Key to jittering is ensuring that each trip starts and ends in a different place.

To do this, there must be 'sub-points' within each zone, one for each trip originating and departing.

The simplest approach is simple random spatial sampling, as illustrated in Figure \@ref(fig:jitters) (B), which involves generating random coordinate pairs.

This approach has the advantages of simplicity, requiring no additional datasets, but has the disadvantage that it may lead to unrealistic start and end points, e.g. with trips being simulated to start in rivers and in uninhabited wilderness areas.

To overcome the limitations of the simple random sampling approach, the universe of possible coordinates from which trips can originate and end can be reduced by providing another geographic input dataset.

This dataset could contain known trip attractors such as city centers and work places, as well as tightly defined residential 'subzones'.

For highly disaggregated flows in cases where accurate building datasets are available, building footprints could also be used.

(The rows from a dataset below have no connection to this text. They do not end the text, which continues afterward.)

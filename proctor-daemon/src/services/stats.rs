//! Derived enrollment counters.
//!
//! Recomputed from ledger state after every successful mutation and written
//! onto the exam row. Best-effort by contract: a failed refresh logs a
//! warning and yields zeroed counters, it never fails the mutation that
//! triggered it.

use std::sync::Arc;

use proctor_core::{EnrollmentStats, EnrollmentStatus, ExamId, PaymentStatus};

use crate::ledger::EnrollmentLedger;

/// Computes and persists denormalized counters for exams.
#[derive(Clone)]
pub struct StatsAggregator {
    ledger: Arc<EnrollmentLedger>,
}

impl StatsAggregator {
    pub fn new(ledger: Arc<EnrollmentLedger>) -> Self {
        Self { ledger }
    }

    /// Recompute counters for one exam and write them back.
    ///
    /// Never returns an error: aggregation is allowed to be stale, not to
    /// block enrollment or payment operations.
    pub async fn refresh(&self, exam_id: ExamId) -> EnrollmentStats {
        let rows = match self.ledger.aggregate_status_rows(exam_id).await {
            Ok(rows) => rows,
            Err(err) => {
                tracing::warn!(exam = %exam_id, error = %err, "stats aggregation failed");
                return EnrollmentStats::default();
            }
        };

        let stats = compute(&rows);

        if let Err(err) = self.ledger.write_stats(exam_id, &stats).await {
            tracing::warn!(exam = %exam_id, error = %err, "stats write-back failed");
        }

        stats
    }
}

/// Fold grouped (status, payment, count, amount) rows into counters.
fn compute(rows: &[(EnrollmentStatus, PaymentStatus, i64, i64)]) -> EnrollmentStats {
    let mut stats = EnrollmentStats::default();

    for &(status, payment, count, amount) in rows {
        if status == EnrollmentStatus::Cancelled {
            continue;
        }
        stats.total_enrollments += count;
        if payment == PaymentStatus::Pending {
            stats.pending_payments += count;
        }
        if status == EnrollmentStatus::Enrolled && payment.is_settled() {
            stats.active_enrollments += count;
            stats.total_revenue += amount;
        }
    }

    stats
}

#[cfg(test)]
mod tests {
    use super::*;
    use crate::ledger::current_timestamp;
    use proctor_core::{CenterId, Enrollment, StudentId};
    use sqlx::sqlite::SqlitePoolOptions;

    #[test]
    fn compute_counts_each_bucket_once() {
        use EnrollmentStatus::*;
        use PaymentStatus::*;

        let rows = vec![
            (Enrolled, Completed, 3, 30_000),
            (Enrolled, NotRequired, 2, 0),
            (PaymentPending, Pending, 4, 40_000),
            (PaymentPending, Failed, 1, 10_000),
            (Cancelled, Refunded, 5, 50_000),
            (Cancelled, Pending, 2, 20_000),
        ];

        let stats = compute(&rows);
        assert_eq!(stats.total_enrollments, 10);
        assert_eq!(stats.active_enrollments, 5);
        assert_eq!(stats.pending_payments, 4);
        assert_eq!(stats.total_revenue, 30_000);
    }

    #[test]
    fn compute_on_empty_is_zeroed() {
        assert_eq!(compute(&[]), EnrollmentStats::default());
    }

    #[tokio::test]
    async fn refresh_writes_counters_onto_exam() {
        let pool = SqlitePoolOptions::new()
            .max_connections(1)
            .connect("sqlite::memory:")
            .await
            .unwrap();
        let ledger = Arc::new(EnrollmentLedger::new(pool).await.unwrap());

        let exam = proctor_core::ExamRecord {
            id: ExamId::new(),
            center_id: CenterId::new(),
            title: "Biology final".into(),
            lifecycle: proctor_core::ExamLifecycle::Active,
            starts_at: None,
            ends_at: None,
            enrollment: Default::default(),
            stats: Default::default(),
        };
        ledger.upsert_exam(&exam).await.unwrap();

        let now = current_timestamp();
        let free = Enrollment::admit(
            exam.id,
            StudentId::new(),
            exam.center_id,
            "aaaabbbbcccc".into(),
            0,
            None,
            None,
            now,
        );
        let owing = Enrollment::admit(
            exam.id,
            StudentId::new(),
            exam.center_id,
            "ddddeeeeffff".into(),
            8_000,
            None,
            None,
            now,
        );
        ledger.insert_enrollment(&free).await.unwrap();
        ledger.insert_enrollment(&owing).await.unwrap();

        let aggregator = StatsAggregator::new(ledger.clone());
        let stats = aggregator.refresh(exam.id).await;
        assert_eq!(stats.total_enrollments, 2);
        assert_eq!(stats.active_enrollments, 1);
        assert_eq!(stats.pending_payments, 1);
        assert_eq!(stats.total_revenue, 0);

        let stored = ledger.exam(exam.id).await.unwrap().unwrap();
        assert_eq!(stored.stats, stats);
    }

    #[tokio::test]
    async fn refresh_swallows_missing_exam() {
        let pool = SqlitePoolOptions::new()
            .max_connections(1)
            .connect("sqlite::memory:")
            .await
            .unwrap();
        let ledger = Arc::new(EnrollmentLedger::new(pool).await.unwrap());

        // No exam row exists; the write-back updates nothing and the refresh
        // still reports the (empty) computation.
        let aggregator = StatsAggregator::new(ledger);
        let stats = aggregator.refresh(ExamId::new()).await;
        assert_eq!(stats, EnrollmentStats::default());
    }
}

A useful, and widely available [@barrington-leigh_world_2017], input for subsampling is a transport road network, as illustrated in Figure \@ref(fig:jitters) (C).

Additional refinements to the stochastic selection of origin and destination based on weights relating to other datasets are possible, as discussed in the final section.

## Disaggregation

Both of the jittering techniques outlined above generate more diffuse route networks.

However, a problem with OD datasets is that they are often highly variable: one OD pair could represent 1 trip, while another could represent 1000 trips.

To overcome this problem a process of disaggregation can be used, resulting in additional OD pairs within each pair of zones. 

The results of disaggregation are illustrated geographically in Figure \@ref(fig:jitters) (D) and in terms of changes to attributes, in Tables \@ref(tab:dis1) and \@ref(tab:dis2).

As shown in those tables, updated attributes can be calculated by dividing previous trip counts by the number of OD pairs in the disaggregated representation of the data, 5 in this case.

To determine how many disaggregated OD pairs each original OD pair is split into, a maximum threshold was set: an OD pairs with a total trip count exceeding this threshold (set at 100 in this case) is split into the minimum number of disaggregated OD pairs that reduce the total number of trips below the threshold.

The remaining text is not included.